Timnit Gebru
Co-Lead, Ethical AI Team · Google · 2020
Forced out after co-authoring a paper on the harms of large language models ('On the Dangers of Stochastic Parrots'). Google objected to publication and demanded she retract or remove her name.
Gebru co-authored a landmark paper examining the risks of large language models — environmental costs, encoded biases, and the illusion of understanding. When Google demanded she retract it or remove her name, she refused and was terminated. Her firing exposed deep tensions between corporate AI labs and the researchers tasked with studying the harms of their own products, and triggered a wave of solidarity resignations from colleagues who saw her ouster as proof that internal ethics work was tolerated only when it did not threaten business interests.
Sources
- We read the paper that forced Timnit Gebru out of Google. Here's what it says.MIT Technology Review
- 'I started crying': Inside Timnit Gebru's last days at GoogleMIT Technology Review
Key Publications
- Datasheets for DatasetsarXivpreprint
This paper proposes that every dataset used in machine learning should be accompanied by a standardized 'datasheet' documenting key information about its creation, composition, intended uses, and limitations, modeled on the datasheets that accompany electronic components in the hardware industry.

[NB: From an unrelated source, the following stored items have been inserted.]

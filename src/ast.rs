use serde::{Deserialize, Serialize};
use std::collections::BTreeMap;

use crate::html::{COMMENT_CLOSE_NAME, COMMENT_OPEN_NAME};

/// Half-open byte range `[start, end)` into the source document.
///
/// Offsets are UTF-8 byte offsets; see [`crate::parser::positions`] for
/// conversions to character or UTF-16 offsets.
#[derive(Debug, Clone, Copy, PartialEq, Eq, PartialOrd, Ord, Hash, Default, Serialize, Deserialize)]
pub struct Span {
    pub start: usize,
    pub end: usize,
}

impl Span {
    pub fn new(start: usize, end: usize) -> Self {
        Self { start, end }
    }

    /// Empty span positioned at `at`
    pub fn empty(at: usize) -> Self {
        Self { start: at, end: at }
    }

    pub fn len(&self) -> usize {
        self.end.saturating_sub(self.start)
    }

    pub fn is_empty(&self) -> bool {
        self.start >= self.end
    }

    /// Shift both ends by `delta` bytes
    pub fn offset(self, delta: usize) -> Self {
        Self {
            start: self.start + delta,
            end: self.end + delta,
        }
    }

    /// The text this span covers, or `None` if it is out of bounds or
    /// splits a UTF-8 sequence.
    pub fn slice<'a>(&self, source: &'a str) -> Option<&'a str> {
        source.get(self.start..self.end)
    }
}

/// What a token is: literal text or a bracket-delimited tag/comment marker
#[derive(Debug, Clone, Copy, PartialEq, Eq, Serialize, Deserialize)]
#[serde(rename_all = "lowercase")]
pub enum TokenKind {
    Text,
    Markup,
}

/// A contiguous slice of the source. Tokens concatenate back to the input.
#[derive(Debug, Clone, Copy, PartialEq, Eq, Serialize)]
pub struct Token<'a> {
    pub kind: TokenKind,
    pub text: &'a str,
    pub span: Span,
}

/// Attribute value: `key=value` or a bare `key`
#[derive(Debug, Clone, PartialEq, Eq, Serialize, Deserialize)]
#[serde(untagged)]
pub enum AttrValue {
    Present(String),
    /// Bare attribute with no `=`, e.g. `<input disabled>`
    Flag,
}

impl AttrValue {
    pub fn as_str(&self) -> Option<&str> {
        match self {
            AttrValue::Present(value) => Some(value),
            AttrValue::Flag => None,
        }
    }

    pub fn is_flag(&self) -> bool {
        matches!(self, AttrValue::Flag)
    }
}

impl From<&str> for AttrValue {
    fn from(value: &str) -> Self {
        AttrValue::Present(value.to_string())
    }
}

/// Lowercased attribute key → value, iterated in key order
pub type Attributes = BTreeMap<String, AttrValue>;

/// Source ranges of one attribute: the key text and the value text
/// (whitespace and one pair of double quotes excluded).
#[derive(Debug, Clone, Copy, PartialEq, Eq, Serialize)]
pub struct AttrSpans {
    pub key: Span,
    pub value: Span,
}

/// Tag in the simplified (offset-free) view.
///
/// `name` is lowercased and carries a trailing `/` when the tag was
/// self-closed. Comment delimiters are tags named `!--` and `--`.
#[derive(Debug, Clone, PartialEq, Eq, Serialize, Deserialize)]
pub struct Tag {
    pub name: String,
    #[serde(default)]
    pub attributes: Attributes,
}

impl Tag {
    pub fn new(name: impl Into<String>) -> Self {
        Self {
            name: name.into(),
            attributes: Attributes::new(),
        }
    }

    pub fn with_attr(mut self, key: impl Into<String>, value: AttrValue) -> Self {
        self.attributes.insert(key.into(), value);
        self
    }

    pub fn comment_open() -> Self {
        Self::new(COMMENT_OPEN_NAME)
    }

    pub fn comment_close() -> Self {
        Self::new(COMMENT_CLOSE_NAME)
    }

    pub fn is_comment_open(&self) -> bool {
        self.name == COMMENT_OPEN_NAME
    }

    pub fn is_comment_close(&self) -> bool {
        self.name == COMMENT_CLOSE_NAME
    }

    pub fn is_self_closing(&self) -> bool {
        self.name.ends_with('/')
    }

    /// Name without the self-closing slash
    pub fn base_name(&self) -> &str {
        self.name.strip_suffix('/').unwrap_or(&self.name)
    }
}

/// Node of the simplified view: a tag or a literal text run
#[derive(Debug, Clone, PartialEq, Eq, Serialize, Deserialize)]
#[serde(untagged)]
pub enum Node {
    Text(String),
    Tag(Tag),
}

impl Node {
    pub fn as_tag(&self) -> Option<&Tag> {
        match self {
            Node::Tag(tag) => Some(tag),
            Node::Text(_) => None,
        }
    }

    pub fn as_text(&self) -> Option<&str> {
        match self {
            Node::Text(text) => Some(text),
            Node::Tag(_) => None,
        }
    }
}

impl From<Tag> for Node {
    fn from(tag: Tag) -> Self {
        Node::Tag(tag)
    }
}

impl From<&str> for Node {
    fn from(text: &str) -> Self {
        Node::Text(text.to_string())
    }
}

/// Tag carrying absolute offsets for itself and each of its attributes
#[derive(Debug, Clone, PartialEq, Eq, Serialize)]
pub struct PositionedTag {
    pub name: String,
    pub attributes: Attributes,
    pub attribute_spans: BTreeMap<String, AttrSpans>,
    /// Whole tag including brackets
    pub span: Span,
}

impl PositionedTag {
    pub fn key_span(&self, key: &str) -> Option<Span> {
        self.attribute_spans.get(key).map(|spans| spans.key)
    }

    pub fn value_span(&self, key: &str) -> Option<Span> {
        self.attribute_spans.get(key).map(|spans| spans.value)
    }

    pub fn is_comment_open(&self) -> bool {
        self.name == COMMENT_OPEN_NAME
    }

    pub fn is_comment_close(&self) -> bool {
        self.name == COMMENT_CLOSE_NAME
    }
}

#[derive(Debug, Clone, Copy, PartialEq, Eq, Serialize)]
pub struct PositionedText<'a> {
    pub text: &'a str,
    pub span: Span,
}

#[derive(Debug, Clone, PartialEq, Eq, Serialize)]
#[serde(tag = "type", rename_all = "lowercase")]
pub enum PositionedNode<'a> {
    Tag(PositionedTag),
    Text(PositionedText<'a>),
}

impl<'a> PositionedNode<'a> {
    pub fn span(&self) -> Span {
        match self {
            PositionedNode::Tag(tag) => tag.span,
            PositionedNode::Text(text) => text.span,
        }
    }

    pub fn as_tag(&self) -> Option<&PositionedTag> {
        match self {
            PositionedNode::Tag(tag) => Some(tag),
            PositionedNode::Text(_) => None,
        }
    }

    pub fn as_text(&self) -> Option<&PositionedText<'a>> {
        match self {
            PositionedNode::Text(text) => Some(text),
            PositionedNode::Tag(_) => None,
        }
    }
}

The authors argue that the lack of documentation around training data contributes to the reproduction of biases, the use of datasets in inappropriate contexts, and the difficulty of auditing AI systems for fairness and accountability. The proposed datasheet template includes questions about the motivation behind dataset collection, the demographic composition of the data, how consent was obtained from data subjects, and what preprocessing or labeling steps were applied. By creating a shared standard for dataset transparency, the paper aims to shift responsibility upstream in the machine learning pipeline and make it easier for researchers and practitioners to make informed decisions about which data to use. The framework has since been adopted or adapted by several major organizations and has influenced broader movements toward documentation standards in AI, including model cards and system cards.
- On the Dangers of Stochastic Parrots: Can Language Models Be Too Big?ACM FAccT 2021paper
This paper argues that the race to build ever-larger language models carries significant and under-examined risks, including the substantial environmental costs of training runs that consume enormous amounts of energy and water. The authors document how large training corpora inevitably encode the biases, stereotypes, and toxic language prevalent on the internet, and demonstrate that these biases are then reproduced and amplified by the models trained on them. They introduce the metaphor of a 'stochastic parrot' to describe how language models generate fluent text by pattern-matching without genuine understanding, creating a dangerous illusion of competence that can mislead users. The paper calls for greater investment in careful data curation, documentation practices, and research into smaller, more efficient models as alternatives to uncritical scaling. Beyond its technical contributions, the paper became a flashpoint in debates about research freedom, corporate influence over AI ethics, and the treatment of dissenting voices within major technology companies after co-author Timnit Gebru's departure from Google.